La France a théorisé sous la IIIème République cette séparation avec le concept de la laïcité, mot difficilement traduisible, qui vient de laos, peuple en grec, et qui veut dire, dans cette acception française, liberté de conscience et neutralité. Les relations actuelles entre les autorités publiques et les représentants des cultes sont très marquées par l'histoire du pays ; elles ont parfois été conflictuelles. Mais la loi de 1905, toujours en vigueur, fait désormais l'objet d'une interprétation apaisée : la France est passée en un siècle d'une laïcité de combat à une laïcité de dialogue.

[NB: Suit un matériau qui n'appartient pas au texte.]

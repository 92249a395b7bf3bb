// TT Move Ordering Test Suite

use std::str::FromStr;
use std::time::Instant;
use chessel::board::Board;
use chessel::moves::magic::loader::load_magic_tables;
use chessel::moves::types::Move;
use chessel::search::context::SearchContext;
use chessel::search::search::{TimeManager, alpha_beta, search};
use chessel::search::tt::TranspositionTable;

const INF: i32 = 32000;

fn search_fixed_depth(
    board: &mut Board,
    tables: &chessel::moves::magic::MagicTables,
    depth: i32,
    tt: &mut TranspositionTable,
    ctx: &mut SearchContext,
    alpha: i32,
    beta: i32,
) -> (i32, Option<Move>) {
    let mut nodes = 0;
    let mut time = TimeManager::new(None);
    alpha_beta(
        board, tables, ctx, tt, depth, 0, alpha, beta, &mut nodes, &mut time, true,
    )
}

// ============================================================================
// TEST 1: TT Move is Retrieved from Previous Depth
// ============================================================================

#[test]
fn test_tt_stores_best_move() {
    let mut board =
        Board::from_str("rnbqkbnr/pppppppp/8/8/8/8/PPPPPPPP/RNBQKBNR w KQkq - 0 1").unwrap();
    let tables = load_magic_tables();
    let mut tt = TranspositionTable::new(64);
    let mut ctx = SearchContext::new();

    // Search to depth 3
    let (score1, move1) = search_fixed_depth(&mut board, &tables, 3, &mut tt, &mut ctx, -INF, INF);

    println!("Depth 3: score={}, move={:?}", score1, move1);

    // TT should now contain best move from depth 3
    assert!(move1.is_some(), "Should find a move at depth 3");

    // Search to depth 4 (should reuse TT move from depth 3)
    let (score2, move2) = search_fixed_depth(&mut board, &tables, 4, &mut tt, &mut ctx, -INF, INF);

    println!("Depth 4: score={}, move={:?}", score2, move2);

    // TT should help find move faster
    assert!(move2.is_some(), "Should find a move at depth 4");
}

// ============================================================================
// TEST 2: Iterative Deepening Benefits from TT Moves
// ============================================================================

#[test]
fn test_iterative_deepening_uses_tt_moves() {
    let mut board =
        Board::from_str("rnbqkbnr/pppppppp/8/8/8/8/PPPPPPPP/RNBQKBNR w KQkq - 0 1").unwrap();
    let tables = load_magic_tables();

    // Iterative deepening should be faster than searching depth N directly
    // because TT moves from depth N-1 help search depth N

    // Note: 'search' implements iterative deepening internally
    let (score, best_move) = search(
        &mut board,
        &tables,
        &mut TranspositionTable::new(512),
        5,
        None,
    );

    println!("ID depth 5: score={}, move={:?}", score, best_move);

    assert!(
        best_move.is_some(),
        "Iterative deepening should find a move"
    );
}

// ============================================================================
// TEST 3: Performance - TT Move Ordering Makes Search Faster
// ============================================================================

#[test]
fn test_tt_move_ordering_improves_performance() {
    let mut board1 =
        Board::from_str("r1bqkb1r/pppp1ppp/2n2n2/4p3/4P3/3P1N2/PPP2PPP/RNBQKB1R w KQkq - 0 1")
            .unwrap();
    let mut board2 = board1.clone();
    let tables = load_magic_tables();
    let mut ctx = SearchContext::new();

    // Search with small TT (limited benefit)
    let mut tt_small = TranspositionTable::new(1); // 1 MB
    let start = Instant::now();
    let _ = search_fixed_depth(&mut board1, &tables, 5, &mut tt_small, &mut ctx, -INF, INF);
    let time_small = start.elapsed();

    // Search with larger TT (should be faster due to better TT move usage)
    let mut tt_large = TranspositionTable::new(64); // 64 MB
    let start = Instant::now();
    let _ = search_fixed_depth(&mut board2, &tables, 5, &mut tt_large, &mut ctx, -INF, INF);
    let time_large = start.elapsed();

    println!("Small TT (1 MB):  {:?}", time_small);
    println!("Large TT (64 MB): {:?}", time_large);

    // Larger TT should be faster or similar (more cache hits)
    // Not enforcing strict timing as it can vary by hardware
    assert!(time_large.as_millis() > 0, "Search should complete");
}

// ============================================================================
// TEST 4: TT Move from Shallow Search Helps Deeper Search
// ============================================================================

#[test]
fn test_shallow_search_helps_deep_search() {
    let mut board =
        Board::from_str("rnbqkbnr/pppppppp/8/8/8/8/PPPPPPPP/RNBQKBNR w KQkq - 0 1").unwrap();
    let tables = load_magic_tables();
    let mut tt = TranspositionTable::new(64);
    let mut ctx = SearchContext::new();

    // Do a shallow search first
    let (_, shallow_move) =
        search_fixed_depth(&mut board, &tables, 2, &mut tt, &mut ctx, -INF, INF);

    println!("Shallow (depth 2) move: {:?}", shallow_move);

    // Now do a deep search (should use the TT move from shallow search)
    let start = Instant::now();
    let (_, deep_move) = search_fixed_depth(&mut board, &tables, 5, &mut tt, &mut ctx, -INF, INF);
    let time_with_tt = start.elapsed();

    println!("Deep (depth 5) move: {:?}", deep_move);
    println!("Time with TT priming: {:?}", time_with_tt);

    // Both should find a move
    assert!(shallow_move.is_some());
    assert!(deep_move.is_some());

    // Often (but not always) they'll be the same move
    println!("Moves match: {}", shallow_move == deep_move);
}

// ============================================================================
// TEST 5: TT Move Ordering Doesn't Break Correctness
// ============================================================================

#[test]
fn test_tt_move_ordering_same_results() {
    let mut board1 =
        Board::from_str("r1bqkb1r/pppp1ppp/2n2n2/4p3/4P3/5N2/PPPP1PPP/RNBQKB1R w KQkq - 0 1")
            .unwrap();
    let mut board2 = board1.clone();
    let tables = load_magic_tables();

    // Search with TT (fresh context)
    let mut ctx1 = SearchContext::new();
    let mut tt = TranspositionTable::new(64);
    let (score_with_tt, move_with_tt) =
        search_fixed_depth(&mut board1, &tables, 4, &mut tt, &mut ctx1, -INF, INF);

    // Search again (fresh TT and fresh context for true independence)
    let mut ctx2 = SearchContext::new();
    let mut tt_fresh = TranspositionTable::new(64);
    let (score_fresh, move_fresh) =
        search_fixed_depth(&mut board2, &tables, 4, &mut tt_fresh, &mut ctx2, -INF, INF);

    println!(
        "First search:  score={}, move={:?}",
        score_with_tt, move_with_tt
    );
    println!(
        "Second search: score={}, move={:?}",
        score_fresh, move_fresh
    );

    // Scores should be identical (deterministic search with fresh contexts)
    assert_eq!(score_with_tt, score_fresh, "Scores should match");

    // Moves might differ in equal positions, but both should be found
    assert!(move_with_tt.is_some());
    assert!(move_fresh.is_some());
}

// ============================================================================
// TEST 6: TT Hit Rate Improves with Move Ordering
// ============================================================================

#[test]
fn test_tt_populated_during_search() {
    let mut board =
        Board::from_str("rnbqkbnr/pppppppp/8/8/4P3/8/PPPP1PPP/RNBQKBNR b KQkq e3 0 1").unwrap();
    let tables = load_magic_tables();
    let mut tt = TranspositionTable::new(64);
    let mut ctx = SearchContext::new();

    // First search should populate TT
    let (score1, _) = search_fixed_depth(&mut board, &tables, 4, &mut tt, &mut ctx, -INF, INF);

    // Second search of same position should be faster (TT hits)
    let start = Instant::now();
    let (score2, _) = search_fixed_depth(&mut board, &tables, 4, &mut tt, &mut ctx, -INF, INF);
    let time_second = start.elapsed();

    println!("First search score: {}", score1);
    println!("Second search score: {}", score2);
    println!("Second search time: {:?}", time_second);

    // Scores should be identical
    assert_eq!(score1, score2);

    // Second search should be very fast (mostly TT hits)
    assert!(
        time_second.as_millis() < 100,
        "Second search should be nearly instant with TT, took {}ms",
        time_second.as_millis()
    );
}

// ============================================================================
// TEST 7: TT Move Ordering in Tactical Positions
// ============================================================================

#[test]
fn test_tt_move_in_tactical_position() {
    // Position with clear best move (capture free queen)
    let mut board =
        Board::from_str("rnb1kbnr/pppppppp/8/8/8/3q4/PPPPPPPP/RNBQKBNR w KQkq - 0 1").unwrap();
    let tables = load_magic_tables();
    let mut tt = TranspositionTable::new(64);
    let mut ctx = SearchContext::new();

    // Should find Qxd3 quickly
    let (score, best_move) =
        search_fixed_depth(&mut board, &tables, 3, &mut tt, &mut ctx, -INF, INF);

    println!("Tactical position score: {}", score);
    println!("Best move: {:?}", best_move);

    // Should recognize huge advantage (winning queen)
    assert!(score > 700, "Should see winning queen, got {}", score);
    assert!(best_move.is_some());
}

// ============================================================================
// TEST 8: TT Move Ordering Across Different Positions
// ============================================================================

#[test]
fn test_tt_with_different_positions() {
    let tables = load_magic_tables();
    let mut tt = TranspositionTable::new(64);
    let mut ctx = SearchContext::new();

    // Search multiple different positions with same TT
    let positions = vec![
        "rnbqkbnr/pppppppp/8/8/8/8/PPPPPPPP/RNBQKBNR w KQkq - 0 1",
        "rnbqkbnr/pppppppp/8/8/4P3/8/PPPP1PPP/RNBQKBNR b KQkq e3 0 1",
        "rnbqkbnr/pppp1ppp/8/4p3/4P3/8/PPPP1PPP/RNBQKBNR w KQkq e6 0 1",
    ];

    for (i, fen) in positions.iter().enumerate() {
        let mut board = Board::from_str(fen).unwrap();
        let (score, best_move) =
            search_fixed_depth(&mut board, &tables, 3, &mut tt, &mut ctx, -INF, INF);

        println!("Position {}: score={}, move={:?}", i + 1, score, best_move);

        assert!(
            best_move.is_some(),
            "Should find move in position {}",
            i + 1
        );
    }

    println!("TT successfully handled multiple positions");
}

// ============================================================================
// TEST 9: Verify TT Move is Legal
// ============================================================================

#[test]
fn test_tt_move_is_always_legal() {
    let mut board =
        Board::from_str("rnbqkbnr/pppppppp/8/8/8/8/PPPPPPPP/RNBQKBNR w KQkq - 0 1").unwrap();
    let tables = load_magic_tables();
    let mut tt = TranspositionTable::new(64);
    let mut ctx = SearchContext::new();

    // Search and get best move
    let (_, best_move) = search_fixed_depth(&mut board, &tables, 4, &mut tt, &mut ctx, -INF, INF);

    if let Some(mv) = best_move {
        // Generate legal moves to verify TT move is legal
        use chessel::moves::execute::generate_legal;
        let mut legal_moves = Vec::new();
        let mut scratch = Vec::new();
        generate_legal(&mut board, &tables, &mut legal_moves, &mut scratch);

        // Check TT move is in legal moves
        let is_legal = legal_moves.iter().any(|&legal_mv| legal_mv == mv);

        assert!(is_legal, "TT move {:?} should be legal", mv);
        println!("âœ… TT move is legal: {:?}", mv);
    }
}

// ============================================================================
// TEST 10: TT Move Ordering with Mate Positions
// ============================================================================

#[test]
fn test_tt_move_ordering_finds_mate() {
    // Simple mate in 1: Qd8#
    let mut board = Board::from_str("6k1/5ppp/8/8/8/8/5PPP/3Q2K1 w - - 0 1").unwrap();
    let tables = load_magic_tables();
    let mut tt = TranspositionTable::new(64);
    let mut ctx = SearchContext::new();

    let (score, best_move) =
        search_fixed_depth(&mut board, &tables, 2, &mut tt, &mut ctx, -INF, INF);

    println!("Mate position score: {}", score);
    println!("Mate move: {:?}", best_move);

    // Should find mate (high score)
    assert!(score > 20000, "Should find mate, got score {}", score);
    assert!(best_move.is_some(), "Should find mate move");
}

La laïcité est définie par Ernest Renan comme la neutralité de l'Etat entre les religions et par le juriste René Capitant comme une « conception politique impliquant la séparation de la société civile et de la société religieuse », ce qui souligne les liens entre laïcité et séparation. La laïcité à la française a souvent été présentée comme une exception européenne. Si la situation reste originale, elle n'est sans doute pas si différente de celle de ses voisins. La pratique des relations entre religions et puissance publique en France s'écarte sans doute moins de celle de beaucoup d'autres pays européens que les principes que proclame la laïcité française.
1/ L'affirmation de la liberté religieuse
La déclaration des droits de l'homme et du citoyen de 1789, incorporée désormais à la Constitution de 1958, pose en son article 10 le principe suivant : « Nul ne doit être inquiété pour ses opinions, même religieuses, pourvu que leur manifestation ne trouble pas l'ordre public établi par la loi. » La liberté religieuse est donc considérée comme un aspect de la liberté d'opinion et c'est encore aujourd'hui la conception du droit français. Cette liberté, ainsi définie, a la valeur d'un principe constitutionnel, ses divers éléments constitutifs ayant été élevés par le Conseil constitutionnel au rang de principes fondamentaux reconnus par les lois de la République.
Mais il n'est pas possible d'étudier la question de la liberté religieuse en France aujourd'hui sans se référer au Pacte international relatif aux droits civils et politiques du 19 décembre 1966 et à la Convention européenne de sauvegarde des droits de l'homme et des libertés fondamentales du 4 novembre 1950. En effet, ces traités, ratifiés par la France, sont dans la hiérarchie des normes supérieurs à la loi nationale et se placent juste au dessous de la Constitution.
L'article 18-1 du Pacte de 1966 est particulièrement développé et énonce :
« I. Toute personne a droit à la liberté de pensée, de conscience et de religion ; ce droit implique la liberté d'avoir ou d'adopter une religion ou une conviction de son choix, ainsi que la liberté de manifester sa religion ou sa conviction, individuellement ou en commun, tant en public qu'en privé, par le culte et par l'accomplissement des rites, les pratiques et l'enseignement.
« II. Nul ne subira de contrainte pouvant porter atteinte à sa liberté d'avoir ou d'adopter une religion ou une conviction de son choix.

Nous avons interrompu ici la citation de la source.